Data processing of blockchain smart contracts

Data processing of blockchain smart contracts

Short answer questions

What problems does the Ethereum virtual machine (EVM) have in processing XML data? The Ethereum virtual machine does not support processing operations on XML data by default, and cannot directly parse or generate data in XML format.

How does the existing Ethereum architecture handle unsupported operations, such as BASE64 encoding? Usually, the code logic that implements the operation is directly written into the smart contract, and the Ethereum virtual machine calls the smart contract to execute, rather than directly executing the pre-deployed code logic.
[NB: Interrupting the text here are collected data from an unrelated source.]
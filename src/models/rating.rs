use chrono::{DateTime, Utc};
use serde::{Deserialize, Serialize};
use sqlx::FromRow;
use uuid::Uuid;

pub const MIN_STARS: i16 = 1;
pub const MAX_STARS: i16 = 5;
pub const MAX_REVIEW_CHARS: usize = 1000;

/// Per-aspect sub-scores. Every field is optional and, when present, 1–5.
#[derive(Debug, Clone, Copy, Default, PartialEq, Eq, Serialize, Deserialize)]
#[serde(rename_all = "camelCase")]
pub struct Aspects {
    pub food: Option<i16>,
    pub service: Option<i16>,
    pub ambiance: Option<i16>,
    pub value: Option<i16>,
}

impl Aspects {
    /// Overlays the supplied fields on top of `self`, leaving unsupplied ones as they were.
    pub fn merged_with(self, supplied: Aspects) -> Aspects {
        Aspects {
            food: supplied.food.or(self.food),
            service: supplied.service.or(self.service),
            ambiance: supplied.ambiance.or(self.ambiance),
            value: supplied.value.or(self.value),
        }
    }

    pub fn fields(&self) -> [(&'static str, Option<i16>); 4] {
        [
            ("food", self.food),
            ("service", self.service),
            ("ambiance", self.ambiance),
            ("value", self.value),
        ]
    }
}

#[derive(Debug, Clone, Serialize, Deserialize)]
#[serde(rename_all = "camelCase")]
pub struct Rating {
    pub id: Uuid,
    pub user_id: Uuid,
    pub cafe_id: Uuid,
    pub rating: i16,
    pub review: String,
    pub aspects: Aspects,
    pub helpful_voters: Vec<Uuid>,
    pub helpful_count: i32,
    pub created_at: DateTime<Utc>,
    pub updated_at: DateTime<Utc>,
}

impl Rating {
    pub fn is_helpful_to(&self, user_id: Uuid) -> bool {
        self.helpful_voters.contains(&user_id)
    }
}

#[derive(Debug, FromRow)]
pub struct RatingRow {
    pub id: Uuid,
    pub user_id: Uuid,
    pub cafe_id: Uuid,
    pub rating: i16,
    pub review: String,
    pub aspect_food: Option<i16>,
    pub aspect_service: Option<i16>,
    pub aspect_ambiance: Option<i16>,
    pub aspect_value: Option<i16>,
    pub helpful_voters: Vec<Uuid>,
    pub helpful_count: i32,
    pub created_at: DateTime<Utc>,
    pub updated_at: DateTime<Utc>,
}

impl From<RatingRow> for Rating {
    fn from(row: RatingRow) -> Self {
        Rating {
            id: row.id,
            user_id: row.user_id,
            cafe_id: row.cafe_id,
            rating: row.rating,
            review: row.review,
            aspects: Aspects {
                food: row.aspect_food,
                service: row.aspect_service,
                ambiance: row.aspect_ambiance,
                value: row.aspect_value,
            },
            helpful_voters: row.helpful_voters,
            helpful_count: row.helpful_count,
            created_at: row.created_at,
            updated_at: row.updated_at,
        }
    }
}

/// A validated rating submission, ready to be written.
#[derive(Debug, Clone)]
pub struct NewRating {
    pub user_id: Uuid,
    pub cafe_id: Uuid,
    pub rating: i16,
    pub review: String,
    pub aspects: Aspects,
}

#[derive(Debug, Clone, Copy, Default, PartialEq, Eq)]
pub enum RatingSort {
    #[default]
    Newest,
    Oldest,
    Highest,
    Lowest,
    MostHelpful,
}

impl RatingSort {
    /// Unknown keys fall back to newest first.
    pub fn parse(raw: Option<&str>) -> Self {
        match raw {
            Some("oldest") => RatingSort::Oldest,
            Some("highest") => RatingSort::Highest,
            Some("lowest") => RatingSort::Lowest,
            Some("mostHelpful") | Some("helpful") => RatingSort::MostHelpful,
            _ => RatingSort::Newest,
        }
    }

    pub fn order_by(&self) -> &'static str {
        match self {
            RatingSort::Newest => "r.created_at DESC, r.id DESC",
            RatingSort::Oldest => "r.created_at ASC, r.id ASC",
            RatingSort::Highest => "r.rating DESC, r.created_at DESC, r.id DESC",
            RatingSort::Lowest => "r.rating ASC, r.created_at DESC, r.id DESC",
            RatingSort::MostHelpful => "r.helpful_count DESC, r.created_at DESC, r.id DESC",
        }
    }
}

#[derive(Debug, Clone, Copy, Serialize)]
#[serde(rename_all = "camelCase")]
pub struct HelpfulToggle {
    pub helpful_count: i32,
    pub is_helpful: bool,
}

#[derive(Debug, Clone, Copy, PartialEq, Eq, Serialize)]
pub struct DistributionEntry {
    pub rating: i16,
    pub count: i64,
    pub percentage: i64,
}

#[derive(Debug, Clone, Copy, Default, PartialEq, Serialize)]
pub struct AspectAverages {
    pub food: Option<f64>,
    pub service: Option<f64>,
    pub ambiance: Option<f64>,
    pub value: Option<f64>,
}

#[derive(Debug, Clone, Serialize)]
#[serde(rename_all = "camelCase")]
pub struct CafeRatingSummary {
    pub average_rating: f64,
    pub total_ratings: i64,
    pub distribution: Vec<DistributionEntry>,
    pub aspects: AspectAverages,
}

/// Running sum and count of one numeric field across a cafe's ratings.
#[derive(Debug, Clone, Copy, Default, PartialEq, Eq)]
pub struct Tally {
    pub sum: i64,
    pub count: i64,
}

impl Tally {
    pub fn add(&mut self, value: Option<i16>) {
        if let Some(v) = value {
            self.sum += i64::from(v);
            self.count += 1;
        }
    }
}

#[derive(Debug, Clone, Copy, Default, PartialEq, Eq)]
pub struct AspectTotals {
    pub food: Tally,
    pub service: Tally,
    pub ambiance: Tally,
    pub value: Tally,
}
How efficient is the Ethereum virtual machine in executing the code logic in the smart contract compared to directly executing the locally pre-deployed code logic? The Ethereum virtual machine is less efficient in executing the code logic in the smart contract.

How does the present invention solve the problem that the Ethereum virtual machine does not support certain operations? By extending the EVM instruction set and the smart contract compiler instruction set, adding instructions corresponding to new operations, and pre-deploying the code logic of these operations locally in the EVM.

In Examples 2 and 4, how to solve the stack transfer problem caused by the unfixed data length? Use a pre-compiled contract method, such as a BASE64 encoding smart contract and a BASE64 decoding smart contract, use memory transfer method for parameter transfer, and support reading and writing of data of unfixed length.

How does the new transfer model mentioned in Example 13 protect the user's asset privacy? Instead of using the balance in the external account for transfer, a virtual asset system is used, each asset contains an encrypted amount, and the transaction is verified using a homomorphic encryption algorithm, hiding the actual amount.

In the transfer model of Example 13, how to verify that the transfer user has enough assets to transfer? The balance verification problem is transformed into a problem of verifying whether the input and output are balanced, and the homomorphic encryption algorithm is used to verify whether the sum of the transfer assets and the change assets is equal to the sum of the spent assets.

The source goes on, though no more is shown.